# Task statement:
From the material below, copy each line that holds the word "expected".

-- Input for this task follows --

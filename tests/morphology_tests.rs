//! Inflection seen through the whole pipeline.

use surface_realiser::schema::category::LexicalCategory;
use surface_realiser::schema::features::{DiscourseFunction, Form};
use surface_realiser::{Element, Feature, HasFeatures, NumberAgreement, Person, Realiser, Tense};

fn realiser() -> Realiser {
    Realiser::builder().build().unwrap()
}

fn text(realiser: &Realiser, element: impl Into<Element>) -> String {
    realiser.realise(element.into()).unwrap().text
}

#[test]
fn irregular_and_regular_plurals() {
    let realiser = realiser();
    let factory = realiser.factory();
    for (noun, expected) in [
        ("child", "the children"),
        ("man", "the men"),
        ("dog", "the dogs"),
        ("sheep", "the sheep"),
    ] {
        let mut np = factory.create_noun_phrase("the", noun);
        np.set(Feature::Number, NumberAgreement::Plural);
        assert_eq!(text(&realiser, np), expected);
    }
}

#[test]
fn possessive_noun_phrases() {
    let realiser = realiser();
    let factory = realiser.factory();
    let mut dog = factory.create_noun_phrase("the", "dog");
    dog.set(Feature::Possessive, true);
    assert_eq!(text(&realiser, dog), "the dog's");

    let mut dogs = factory.create_noun_phrase("the", "dog");
    dogs.set(Feature::Possessive, true);
    dogs.set(Feature::Number, NumberAgreement::Plural);
    assert_eq!(text(&realiser, dogs), "the dogs'");
}

#[test]
fn progressive_uses_the_present_participle() {
    let realiser = realiser();
    let factory = realiser.factory();
    let mut clause = factory.create_clause("the woman", "kiss", "the man");
    clause.set(Feature::Progressive, true);
    assert_eq!(text(&realiser, clause), "the woman is kissing the man");

    let mut clause = factory.create_clause("the woman", "run", ());
    clause.set(Feature::Progressive, true);
    clause.set(Feature::Tense, Tense::Past);
    assert_eq!(text(&realiser, clause), "the woman was running");
}

#[test]
fn perfect_uses_the_lexicon_form_of_have() {
    let realiser = realiser();
    let factory = realiser.factory();
    let mut clause = factory.create_clause("the woman", "kiss", "the man");
    clause.set(Feature::Perfect, true);
    assert_eq!(text(&realiser, clause), "the woman has kissed the man");
}

#[test]
fn regular_and_irregular_past() {
    let realiser = realiser();
    let factory = realiser.factory();
    let mut kissed = factory.create_clause("the woman", "kiss", "the man");
    kissed.set(Feature::Tense, Tense::Past);
    assert_eq!(text(&realiser, kissed), "the woman kissed the man");

    let mut went = factory.create_clause("the woman", "go", ());
    went.set(Feature::Tense, Tense::Past);
    assert_eq!(text(&realiser, went), "the woman went");
}

#[test]
fn be_agrees_in_the_past() {
    let realiser = realiser();
    let factory = realiser.factory();
    let mut singular = factory.create_clause("I", "be", "happy");
    singular.set(Feature::Tense, Tense::Past);
    assert_eq!(text(&realiser, singular), "I was happy");

    let mut plural = factory.create_clause("they", "be", "happy");
    plural.set(Feature::Tense, Tense::Past);
    assert_eq!(text(&realiser, plural), "they were happy");
}

#[test]
fn negation_keeps_the_main_verb_bare() {
    let realiser = realiser();
    let factory = realiser.factory();
    let mut clause = factory.create_clause("the woman", "kiss", "the man");
    clause.set(Feature::Negated, true);
    assert_eq!(text(&realiser, clause), "the woman does not kiss the man");
}

#[test]
fn graded_adjectives() {
    let realiser = realiser();
    let factory = realiser.factory();
    let mut bigger = factory.create_word("big", LexicalCategory::Adjective);
    bigger.set(Feature::IsComparative, true);
    assert_eq!(text(&realiser, bigger), "bigger");

    let mut best = factory.create_word("good", LexicalCategory::Adjective);
    best.set(Feature::IsSuperlative, true);
    assert_eq!(text(&realiser, best), "best");
}

#[test]
fn pronoun_case_depends_on_function() {
    let realiser = realiser();
    let factory = realiser.factory();
    let mut pronoun = factory.create_word("I", LexicalCategory::Pronoun);
    pronoun.set(Feature::Person, Person::First);
    pronoun.set(Feature::Number, NumberAgreement::Plural);
    assert_eq!(text(&realiser, pronoun.clone()), "us");
    pronoun.set_function(DiscourseFunction::Subject);
    assert_eq!(text(&realiser, pronoun), "we");
}

#[test]
fn gerund_form_of_a_verb_phrase() {
    let realiser = realiser();
    let factory = realiser.factory();
    let mut vp = factory.create_verb_phrase("run");
    vp.set(Feature::Form, Form::Gerund);
    assert_eq!(text(&realiser, vp), "running");
}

-- Input for this task concluded --

# Exercise solution:
    for (noun, expected) in [
        assert_eq!(text(&realiser, np), expected);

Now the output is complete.